To do this Bitcoin has only 3 advantages in the scheme of things. Fixed supply, security, and popular support. By decreasing security, you'll destroy the other 2. MM'ing can't possibly be extended to more than maybe 2 SPVProof enabled SC's due to resource constraints. The others that Blockstream has a huge financial incentive to sell will be highly risky.

All this serves to degrade and dilute the money function which Satoshi envisioned and will take us right down into a simple trading platform that nobody will want. 

In what way is Bitcoin's security endangered by sidechains? The one argument you have running for you is a change to the miners incentive and whether or not this change is for the worst is debatable.

The insertion of SPVP into the protocol allows nothing else but a different mechanism for proof validation.
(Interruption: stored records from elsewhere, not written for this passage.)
//! The navigation sidebar: a YAML stream of sections, each with a heading and page entries.

use serde::{Deserialize, Serialize};
use serde_yaml::{Mapping, Value};
use thiserror::Error;

use crate::domain::types::NodeId;

/// Document used when the first page is appended to a site without a sidebar.
pub const DEFAULT_SIDEBAR: &str = "---\nheading: ''\n\n";

#[derive(Debug, Clone, PartialEq, Eq, Serialize, Deserialize)]
pub struct SidebarEntry {
    pub id: i64,
    pub title: String,
}

impl SidebarEntry {
    pub fn node_id(&self) -> NodeId {
        NodeId(self.id)
    }
}

#[derive(Debug, Clone, PartialEq, Eq, Serialize, Deserialize)]
pub struct SidebarSection {
    pub heading: String,
    #[serde(default)]
    pub pages: Vec<SidebarEntry>,
}

#[derive(Debug, Clone, PartialEq, Eq, Error)]
pub enum SidebarParseError {
    #[error("Invalid YAML")]
    Invalid,
    #[error("Invalid YAML, missing key '{0}'")]
    MissingKey(&'static str),
}

/// Parses every document in `text`. Whitespace-only text is an empty sidebar.
pub fn parse_sidebar(text: &str) -> Result<Vec<SidebarSection>, SidebarParseError> {
    if text.trim().is_empty() {
        return Ok(Vec::new());
    }

    let mut sections = Vec::new();
    for document in serde_yaml::Deserializer::from_str(text) {
        let value = Value::deserialize(document).map_err(|_| SidebarParseError::Invalid)?;
        sections.push(parse_section(&value)?);
    }
    Ok(sections)
}

fn parse_section(value: &Value) -> Result<SidebarSection, SidebarParseError> {
    let mapping = value.as_mapping().ok_or(SidebarParseError::Invalid)?;
    let heading = scalar_text(field(mapping, "heading")?)?;

    let pages = match mapping.get("pages") {
        Some(Value::Null) | None if heading.is_empty() => Vec::new(),
        Some(pages) => parse_entries(pages)?,
        None => return Err(SidebarParseError::MissingKey("pages")),
    };

    Ok(SidebarSection { heading, pages })
}

fn parse_entries(value: &Value) -> Result<Vec<SidebarEntry>, SidebarParseError> {
    let items = value.as_sequence().ok_or(SidebarParseError::Invalid)?;
    items
        .iter()
        .map(|item| {
            let mapping = item.as_mapping().ok_or(SidebarParseError::Invalid)?;
            let id = entry_id(field(mapping, "id")?)?;
            let title = scalar_text(field(mapping, "title")?)?;
            Ok(SidebarEntry { id, title })
        })
        .collect()
}

// Hand-edited documents sometimes quote the id.
fn entry_id(value: &Value) -> Result<i64, SidebarParseError> {
    let id = match value {
        Value::Number(number) => number.as_i64(),
        Value::String(text) => text.trim().parse().ok(),
        _ => None,
    };
    id.ok_or(SidebarParseError::Invalid)
}

fn field<'a>(mapping: &'a Mapping, key: &'static str) -> Result<&'a Value, SidebarParseError> {
    mapping.get(key).ok_or(SidebarParseError::MissingKey(key))
}

fn scalar_text(value: &Value) -> Result<String, SidebarParseError> {
    match value {
        Value::Null => Ok(String::new()),
        Value::String(text) => Ok(text.clone()),
        Value::Number(number) => Ok(number.to_string()),
        Value::Bool(flag) => Ok(flag.to_string()),
        _ => Err(SidebarParseError::Invalid),
    }
}

/// Writes sections back as a YAML stream, one `---` document per section.
pub fn serialize_sidebar(sections: &[SidebarSection]) -> Result<String, serde_yaml::Error> {
    let mut out = String::new();
    for section in sections {
        out.push_str("---\n");
        out.push_str(&serde_yaml::to_string(section)?);
    }
    Ok(out)
}

/// Appends an entry to the last section, starting an untitled section when there is none.
pub fn append_entry(sections: &mut Vec<SidebarSection>, entry: SidebarEntry) {
    match sections.last_mut() {
        Some(last) => last.pages.push(entry),
        None => sections.push(SidebarSection {
            heading: String::new(),
            pages: vec![entry],
        }),
    }
}

pub fn references(sections: &[SidebarSection], id: NodeId) -> bool {
    sections
        .iter()
        .flat_map(|section| section.pages.iter())
        .any(|entry| entry.id == id.get())
}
Plenty of "off-ramps" already exist to enable speculation on top of the Bitcoin protocol and many more will be created. They are a product of the overwhelming demand for such schemes. Fortunately, this speculation you are so obsessed with is in no way the only use case for sidechains.

This max of two SPVProof you are pulling out of your ass I assume. The others will be no more risky than any conventional federated model that already exist.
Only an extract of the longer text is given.